Return the records exactly, keeping every line as it is.

[Collected data entries]
- Opening Delimiter -

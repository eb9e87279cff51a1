// ABOUTME: User account model with role, billing plan, balance, and usage counters
// ABOUTME: Provides plan quota and pricing lookups used by billing and chat enforcement
//
// SPDX-License-Identifier: MIT OR Apache-2.0
// Copyright (c) 2025 Air Lab

use crate::constants::billing;
use chrono::{DateTime, Datelike, TimeZone, Utc};
use serde::{Deserialize, Serialize};
use uuid::Uuid;

/// Account role
#[derive(Debug, Clone, Copy, PartialEq, Eq, Serialize, Deserialize, Default)]
#[serde(rename_all = "lowercase")]
pub enum UserRole {
    /// Regular tenant
    #[default]
    User,
    /// Platform administrator
    Admin,
}

string_enum!(UserRole { User => "user", Admin => "admin" });

impl UserRole {
    /// Whether this role may use the admin panel
    #[must_use]
    pub const fn is_admin(self) -> bool {
        matches!(self, Self::Admin)
    }
}

/// Subscription plan
#[derive(Debug, Clone, Copy, PartialEq, Eq, Serialize, Deserialize, Default)]
#[serde(rename_all = "lowercase")]
pub enum BillingPlan {
    /// Free tier
    #[default]
    Free,
    /// Paid tier for small teams
    Pro,
    /// Unlimited tier
    Business,
}

string_enum!(BillingPlan { Free => "free", Pro => "pro", Business => "business" });

impl BillingPlan {
    /// Monthly message quota, `None` meaning unlimited
    #[must_use]
    pub const fn monthly_message_quota(self) -> Option<i64> {
        match self {
            Self::Free => Some(billing::FREE_MONTHLY_MESSAGES),
            Self::Pro => Some(billing::PRO_MONTHLY_MESSAGES),
            Self::Business => None,
        }
    }

    /// Monthly price in cents
    #[must_use]
    pub const fn price_cents(self) -> i64 {
        match self {
            Self::Free => 0,
            Self::Pro => billing::PRO_PRICE_CENTS,
            Self::Business => billing::BUSINESS_PRICE_CENTS,
        }
    }
}

/// Registered account
#[derive(Debug, Clone, Serialize, Deserialize)]
pub struct User {
    /// Unique user ID
    pub id: Uuid,
    /// Login email (unique)
    pub email: String,
    /// Optional display name
    pub display_name: Option<String>,
    /// bcrypt password hash
    #[serde(skip_serializing)]
    pub password_hash: String,
    /// Account role
    pub role: UserRole,
    /// Current billing plan
    pub plan: BillingPlan,
    /// Prepaid balance in cents
    pub balance_cents: i64,
    /// Messages consumed in the current billing period
    pub messages_used: i64,
    /// Start of the billing period `messages_used` counts against
    pub usage_period_start: DateTime<Utc>,
    /// Disabled accounts cannot log in
    pub is_active: bool,
    /// Creation timestamp
    pub created_at: DateTime<Utc>,
    /// Last successful login or request
    pub last_active: DateTime<Utc>,
}

impl User {
    /// Create an active free-plan user
    #[must_use]
    pub fn new(email: String, password_hash: String, display_name: Option<String>) -> Self {
        let now = Utc::now();
        Self {
            id: Uuid::new_v4(),
            email,
            display_name,
            password_hash,
            role: UserRole::User,
            plan: BillingPlan::Free,
            balance_cents: 0,
            messages_used: 0,
            usage_period_start: billing_period_start(now),
            is_active: true,
            created_at: now,
            last_active: now,
        }
    }

    /// Messages left in the current period, `None` meaning unlimited
    #[must_use]
    pub fn remaining_messages(&self) -> Option<i64> {
        self.plan
            .monthly_message_quota()
            .map(|quota| (quota - self.messages_used).max(0))
    }

    /// Whether the recorded billing period ended before `now`
    #[must_use]
    pub fn usage_period_elapsed(&self, now: DateTime<Utc>) -> bool {
        self.usage_period_start < billing_period_start(now)
    }
}

/// First instant of the calendar month containing `at`
///
/// Billing periods are calendar months in UTC.
#[must_use]
pub fn billing_period_start(at: DateTime<Utc>) -> DateTime<Utc> {
    Utc.with_ymd_and_hms(at.year(), at.month(), 1, 0, 0, 0)
        .single()
        .unwrap_or(at)
}

#[cfg(test)]
mod tests {
    use super::*;

    #[test]
    fn test_plan_round_trip_and_quota() {
        assert_eq!("pro".parse::<BillingPlan>().unwrap(), BillingPlan::Pro);
        assert!("gold".parse::<BillingPlan>().is_err());
        assert_eq!(BillingPlan::Business.monthly_message_quota(), None);
    }

    #[test]
    fn test_remaining_messages_never_negative() {
        let mut user = User::new("a@b.c".into(), "hash".into(), None);
        user.messages_used = 250;
        assert_eq!(user.remaining_messages(), Some(0));
        user.plan = BillingPlan::Business;
        assert_eq!(user.remaining_messages(), None);
    }

    #[test]
    fn test_billing_period_is_calendar_month() {
        let at = Utc.with_ymd_and_hms(2026, 3, 17, 13, 45, 10).unwrap();
        let start = billing_period_start(at);
        assert_eq!(start, Utc.with_ymd_and_hms(2026, 3, 1, 0, 0, 0).unwrap());

        let mut user = User::new("a@b.c".into(), "hash".into(), None);
        user.usage_period_start = Utc.with_ymd_and_hms(2026, 2, 28, 23, 59, 59).unwrap();
        assert!(user.usage_period_elapsed(at));
        user.usage_period_start = start;
        assert!(!user.usage_period_elapsed(at));
    }
}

- Closing Delimiter -

- [Solution]
repository eb9e87279cff51a1
// ABOUTME: User account model with role, billing plan, balance, and usage counters
// ABOUTME: Provides plan quota and pricing lookups used by billing and chat enforcement
//
// SPDX-License-Identifier: MIT OR Apache-2.0
// Copyright (c) 2025 Air Lab

use crate::constants::billing;
use chrono::{DateTime, Datelike, TimeZone, Utc};
use serde::{Deserialize, Serialize};
use uuid::Uuid;

/// Account role
#[derive(Debug, Clone, Copy, PartialEq, Eq, Serialize, Deserialize, Default)]
#[serde(rename_all = "lowercase")]
pub enum UserRole {
    /// Regular tenant
    #[default]
    User,
    /// Platform administrator
    Admin,
}

string_enum!(UserRole { User => "user", Admin => "admin" });

impl UserRole {
    /// Whether this role may use the admin panel
    #[must_use]
    pub const fn is_admin(self) -> bool {
        matches!(self, Self::Admin)
    }
}

/// Subscription plan
#[derive(Debug, Clone, Copy, PartialEq, Eq, Serialize, Deserialize, Default)]
#[serde(rename_all = "lowercase")]
pub enum BillingPlan {
    /// Free tier
    #[default]
    Free,
    /// Paid tier for small teams
    Pro,
    /// Unlimited tier
    Business,
}

string_enum!(BillingPlan { Free => "free", Pro => "pro", Business => "business" });

impl BillingPlan {
    /// Monthly message quota, `None` meaning unlimited
    #[must_use]
    pub const fn monthly_message_quota(self) -> Option<i64> {
        match self {
            Self::Free => Some(billing::FREE_MONTHLY_MESSAGES),
            Self::Pro => Some(billing::PRO_MONTHLY_MESSAGES),
            Self::Business => None,
        }
    }

    /// Monthly price in cents
    #[must_use]
    pub const fn price_cents(self) -> i64 {
        match self {
            Self::Free => 0,
            Self::Pro => billing::PRO_PRICE_CENTS,
            Self::Business => billing::BUSINESS_PRICE_CENTS,
        }
    }
}

/// Registered account
#[derive(Debug, Clone, Serialize, Deserialize)]
pub struct User {
    /// Unique user ID
    pub id: Uuid,
    /// Login email (unique)
    pub email: String,
    /// Optional display name
    pub display_name: Option<String>,
    /// bcrypt password hash
    #[serde(skip_serializing)]
    pub password_hash: String,
    /// Account role
    pub role: UserRole,
    /// Current billing plan
    pub plan: BillingPlan,
    /// Prepaid balance in cents
    pub balance_cents: i64,
    /// Messages consumed in the current billing period
    pub messages_used: i64,
    /// Start of the billing period `messages_used` counts against
    pub usage_period_start: DateTime<Utc>,
    /// Disabled accounts cannot log in
    pub is_active: bool,
    /// Creation timestamp
    pub created_at: DateTime<Utc>,
    /// Last successful login or request
    pub last_active: DateTime<Utc>,
}

impl User {
    /// Create an active free-plan user
    #[must_use]
    pub fn new(email: String, password_hash: String, display_name: Option<String>) -> Self {
        let now = Utc::now();
        Self {
            id: Uuid::new_v4(),
            email,
            display_name,
            password_hash,
            role: UserRole::User,
            plan: BillingPlan::Free,
            balance_cents: 0,
            messages_used: 0,
            usage_period_start: billing_period_start(now),
            is_active: true,
            created_at: now,
            last_active: now,
        }
    }

    /// Messages left in the current period, `None` meaning unlimited
    #[must_use]
    pub fn remaining_messages(&self) -> Option<i64> {
        self.plan
            .monthly_message_quota()
            .map(|quota| (quota - self.messages_used).max(0))
    }

    /// Whether the recorded billing period ended before `now`
    #[must_use]
    pub fn usage_period_elapsed(&self, now: DateTime<Utc>) -> bool {
        self.usage_period_start < billing_period_start(now)
    }
}

/// First instant of the calendar month containing `at`
///
/// Billing periods are calendar months in UTC.
#[must_use]
pub fn billing_period_start(at: DateTime<Utc>) -> DateTime<Utc> {
    Utc.with_ymd_and_hms(at.year(), at.month(), 1, 0, 0, 0)
        .single()
        .unwrap_or(at)
}

#[cfg(test)]
mod tests {
    use super::*;

    #[test]
    fn test_plan_round_trip_and_quota() {
        assert_eq!("pro".parse::<BillingPlan>().unwrap(), BillingPlan::Pro);
        assert!("gold".parse::<BillingPlan>().is_err());
        assert_eq!(BillingPlan::Business.monthly_message_quota(), None);
    }

    #[test]
    fn test_remaining_messages_never_negative() {
        let mut user = User::new("a@b.c".into(), "hash".into(), None);
        user.messages_used = 250;
        assert_eq!(user.remaining_messages(), Some(0));
        user.plan = BillingPlan::Business;
        assert_eq!(user.remaining_messages(), None);
    }

    #[test]
    fn test_billing_period_is_calendar_month() {
        let at = Utc.with_ymd_and_hms(2026, 3, 17, 13, 45, 10).unwrap();
        let start = billing_period_start(at);
        assert_eq!(start, Utc.with_ymd_and_hms(2026, 3, 1, 0, 0, 0).unwrap());

        let mut user = User::new("a@b.c".into(), "hash".into(), None);
        user.usage_period_start = Utc.with_ymd_and_hms(2026, 2, 28, 23, 59, 59).unwrap();
        assert!(user.usage_period_elapsed(at));
        user.usage_period_start = start;
        assert!(!user.usage_period_elapsed(at));
    }
}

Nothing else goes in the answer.